Der französische Pianist Pierre-Laurent Aimard wurde 1957 geboren und studierte am Pariser Konservatorium bei Yvonne Loriod und Maria Curcio. Im Alter von zwölf Jahren begegnete er Olivier Messiaen und wurde in kurzer Zeit zum berufenen Interpreten seiner Werke. Bereits im Alter von 15 Jahren gewann Aimard den renommierten Messiaen-Preis, was den Beginn seiner internationalen Karriere markieren sollte.

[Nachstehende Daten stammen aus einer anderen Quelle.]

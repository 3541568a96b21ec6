//! Cross-thread contention analysis.
//!
//! Finds moments where several threads were held up at once: garbage
//! collections that overlap active worker threads, and clusters of
//! synchronous IPC calls issued from different threads within a short window.

use log::debug;

use super::detectors::{is_gc_marker, is_sync_ipc_marker};
use super::scaling::is_worker_thread;
use super::schema::{ContentionAnalysis, ContentionEvent, ContentionKind, ContentionSeverity};
use crate::markers::{extract_all_markers, ParsedMarker};
use crate::model::{Profile, Thread};
use crate::utils::config::IPC_CLUSTER_WINDOW_MS;

/// Time a worker thread was busy, `[start, end]` in ms
#[derive(Debug, Clone, Copy, PartialEq)]
struct ActiveInterval {
    start: f64,
    end: f64,
}

impl ActiveInterval {
    fn overlaps(&self, start: f64, end: f64) -> bool {
        self.start < end && self.end > start
    }
}

struct WorkerActivity<'a> {
    name: &'a str,
    intervals: Vec<ActiveInterval>,
}

/// Analyze contention between threads
///
/// **Public** - entry point of the contention analyzer
pub fn analyze_contention(profile: &Profile) -> ContentionAnalysis {
    let workers: Vec<WorkerActivity> = profile
        .threads
        .iter()
        .filter(|t| is_worker_thread(t))
        .map(|t| WorkerActivity {
            name: &t.name,
            intervals: active_intervals(profile, t),
        })
        .collect();
    let markers = extract_all_markers(profile);

    debug!(
        "Analyzing contention: {} worker thread(s), {} markers",
        workers.len(),
        markers.len()
    );

    let mut events = gc_contention(&markers, &workers);
    let gc_contention_count = events.len();
    events.extend(ipc_contention(&markers));
    let ipc_contention_count = events.len() - gc_contention_count;

    let total_impact_ms: f64 = events.iter().map(|e| e.impact_ms).sum();
    let duration_ms = profile.duration_ms();
    let impact_percent = if duration_ms > 0.0 {
        total_impact_ms / duration_ms * 100.0
    } else {
        0.0
    };
    let severity = contention_severity(duration_ms, impact_percent);

    let recommendations = recommend(
        gc_contention_count,
        ipc_contention_count,
        total_impact_ms,
        severity,
    );

    ContentionAnalysis {
        events,
        gc_contention_count,
        ipc_contention_count,
        total_impact_ms,
        impact_percent,
        severity,
        worker_threads: workers.iter().map(|w| w.name.to_string()).collect(),
        recommendations,
    }
}

/// Busy intervals of a thread from its samples
///
/// Samples with a zero CPU delta are idle. Threads without a CPU delta column
/// are assumed busy for one sampling interval per sample.
fn active_intervals(profile: &Profile, thread: &Thread) -> Vec<ActiveInterval> {
    let times = thread.samples.times();
    let has_delta = thread.samples.has_cpu_delta();
    let interval = profile.sampling_interval_ms();

    times
        .iter()
        .enumerate()
        .filter_map(|(i, &start)| {
            let busy_ms = if has_delta {
                match thread.samples.cpu_delta_ns(i) {
                    Some(ns) if ns > 0.0 => ns / 1_000_000.0,
                    _ => return None,
                }
            } else {
                interval
            };
            Some(ActiveInterval {
                start,
                end: start + busy_ms,
            })
        })
        .collect()
}

fn gc_contention(markers: &[ParsedMarker], workers: &[WorkerActivity]) -> Vec<ContentionEvent> {
    markers
        .iter()
        .filter(|m| is_gc_marker(m))
        .filter_map(|gc| {
            let threads: Vec<String> = workers
                .iter()
                .filter(|w| {
                    w.intervals
                        .iter()
                        .any(|iv| iv.overlaps(gc.start_time, gc.end_time()))
                })
                .map(|w| w.name.to_string())
                .collect();
            if threads.is_empty() {
                return None;
            }

            let impact_ms = gc.duration * threads.len() as f64;
            Some(ContentionEvent {
                kind: ContentionKind::GcPause,
                start_time: gc.start_time,
                duration: gc.duration,
                description: format!(
                    "{} on {} ({:.1}ms) overlapped {} active worker thread(s)",
                    gc.name,
                    gc.thread_name,
                    gc.duration,
                    threads.len()
                ),
                threads,
                impact_ms,
            })
        })
        .collect()
}

/// Cluster synchronous IPC calls whose starts are within the window of the
/// previous call; clusters touching more than one thread are contention
fn ipc_contention(markers: &[ParsedMarker]) -> Vec<ContentionEvent> {
    let mut calls: Vec<&ParsedMarker> = markers.iter().filter(|m| is_sync_ipc_marker(m)).collect();
    calls.sort_by(|a, b| a.start_time.total_cmp(&b.start_time));

    let mut clusters: Vec<Vec<&ParsedMarker>> = Vec::new();
    for call in calls {
        match clusters.last_mut() {
            Some(cluster)
                if cluster
                    .last()
                    .is_some_and(|prev| call.start_time - prev.start_time <= IPC_CLUSTER_WINDOW_MS) =>
            {
                cluster.push(call)
            }
            _ => clusters.push(vec![call]),
        }
    }

    clusters
        .into_iter()
        .filter_map(|cluster| {
            let mut threads: Vec<String> = Vec::new();
            for call in &cluster {
                if !threads.contains(&call.thread_name) {
                    threads.push(call.thread_name.clone());
                }
            }
            if threads.len() < 2 {
                return None;
            }

            let start_time = cluster.first().map(|m| m.start_time).unwrap_or_default();
            let duration = cluster.iter().map(|m| m.duration).fold(0.0, f64::max);
            Some(ContentionEvent {
                kind: ContentionKind::IpcWait,
                start_time,
                duration,
                impact_ms: duration * threads.len() as f64,
                description: format!(
                    "{} synchronous IPC calls from {} threads within {:.0}ms",
                    cluster.len(),
                    threads.len(),
                    IPC_CLUSTER_WINDOW_MS
                ),
                threads,
            })
        })
        .collect()
}

fn contention_severity(duration_ms: f64, impact_percent: f64) -> ContentionSeverity {
    if duration_ms <= 0.0 {
        ContentionSeverity::Unknown
    } else if impact_percent > 10.0 {
        ContentionSeverity::High
    } else if impact_percent > 5.0 {
        ContentionSeverity::Medium
    } else if impact_percent > 1.0 {
        ContentionSeverity::Low
    } else {
        ContentionSeverity::Minimal
    }
}

fn recommend(
    gc_events: usize,
    ipc_events: usize,
    total_impact_ms: f64,
    severity: ContentionSeverity,
) -> Vec<String> {
    let mut recommendations = Vec::new();
    if gc_events > 5 {
        recommendations.push(format!(
            "{} garbage collections paused running workers; reduce allocations in code shared with workers.",
            gc_events
        ));
    }
    if ipc_events > 5 {
        recommendations.push(format!(
            "Threads blocked on synchronous IPC at the same time {} times; make these calls asynchronous.",
            ipc_events
        ));
    }
    if total_impact_ms > 100.0 {
        recommendations.push(format!(
            "Contention cost {:.1}ms of thread time; reduce state shared between threads.",
            total_impact_ms
        ));
    }
    if severity == ContentionSeverity::High {
        recommendations.push(
            "Contention is high; review how the main thread and workers synchronize.".to_string(),
        );
    }
    recommendations
}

Seitdem ist er auf der ganzen Welt aufgetreten, unter anderem mit Dirigenten wie Kent Nagano, Andrew Davis, Giuseppe Sinopoli und Pierre Boulez.

Letzterer gründete 1976 das Ensemble InterContemporain (EIC) und berief Aimard zum Solopianisten. 18 Jahre blieb Aimard dem EIC treu, lernte in dieser Zeit eine große Bandbreite Neuer Musik kennen und entwickelte sich zu einer der Schlüsselfiguren dieses Repertoires. Seine Arbeit brachte ihn mit den führenden Komponisten wie Stockhausen, Ligeti und Kurtag zusammen, aber er förderte auch Nachwuchskomponisten wie George Benjamin und Marco Stroppa durch die Aufführung ihrer Werke.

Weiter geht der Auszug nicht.